Place beaker on heater under the cold water condenser.
- Heat to boiling in 5-10 min; reduce heat to avoid foaming
as boiling begins. Reflux 60 min from onset of boil,
adjusting boiling to slow, even level.
- After about 30 min, wash down sides of beaker with
minimal amount of acid detergent solution. A wash bottle
is convenient for dispensing solution.
- Remove beaker, swirl, and filter through tared (step 2)
fritted glass crucible, using minimal vacuum. Police and
rinse the Berzelius beaker with boiling water while
inverted over the crucible to insure quantitative
transfer of all fiber particles into the crucible.
- Soak twice with boiling (95-100oC) water by breaking up
mat and filling crucible each time with vacuum off and
allowing to soak a minimum of 15 to 30 sec (2 min
recommended) after each wash. While filling the crucible
with hot water or acetone, rinse the top edge and sides
to remove residual acid detergent.
- Rinse twice with 30-40 mL acetone by filling crucible
each time with vacuum off, allowing a minimum of 15 to 30
sec (2 min recommended) before vacuuming dry.
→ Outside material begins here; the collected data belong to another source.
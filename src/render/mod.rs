//! Table rendering pipeline.
//!
//! This module turns planned records into streamed HTML. The emitter walks a
//! fixed, linear sequence of regions; nothing is buffered beyond the
//! per-column span vectors computed up front.
//!
//! ```text
//!   TablePlan::scan          run_spans (per grouped column)
//!        │                          │
//!        ▼                          ▼
//!   ┌─────────┐   ┌──────────────┐   ┌──────────┐   ┌──────────────┐
//!   │ <table> │──►│ header row / │──►│ body     │──►│ trailing     │──► </table>
//!   │  open   │   │ column heads │   │ rows     │   │ body block   │
//!   └─────────┘   └──────────────┘   └──────────┘   └──────────────┘
//!                                         │
//!                                         ▼
//!                                   resolve_link (per cross-reference)
//! ```
//!
//! # Module Organization
//!
//! - `plan` - column-set detection across heterogeneous records
//! - `group` - run-length grouping of adjacent equal values into row spans
//! - `resolve` - cross-reference resolution with broken-link fallback
//! - `emit` - the streaming emitter itself

pub mod emit;
pub mod group;
pub mod plan;
pub mod resolve;

// Re-export the pipeline surface for convenience
pub use emit::{render_password_span, render_password_table};
pub use group::run_spans;
pub use plan::TablePlan;
pub use resolve::{ResolvedLink, resolve_link};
- Dry 3 hr or overnight in forced-air oven (100oC) and
weigh hot, recording weight (W3) to nearest 0.1 mg.
- Sulfuric acid for acid detergent fiber solution must be
standardized to be between 0.995 and 1.005 N. Variation
in normality outside of this range can result in low or
high ADF values.
- Timing of refluxing is critical and should not vary more
than 5 min from the 60 min described by the method.
- Acid must be thoroughly washed from the sample because it
will become concentrated when water is removed during
drying. The combination of strong sulfuric acid and high
temperature can char the sample and result in low ADF
values. If black discoloration occurs during drying,
repeat the analysis.
- Difficult filtration may result from plugging of the
fritted glass crucibles. Crucibles should be cleaned
regularly with acid or alkaline cleaning solution.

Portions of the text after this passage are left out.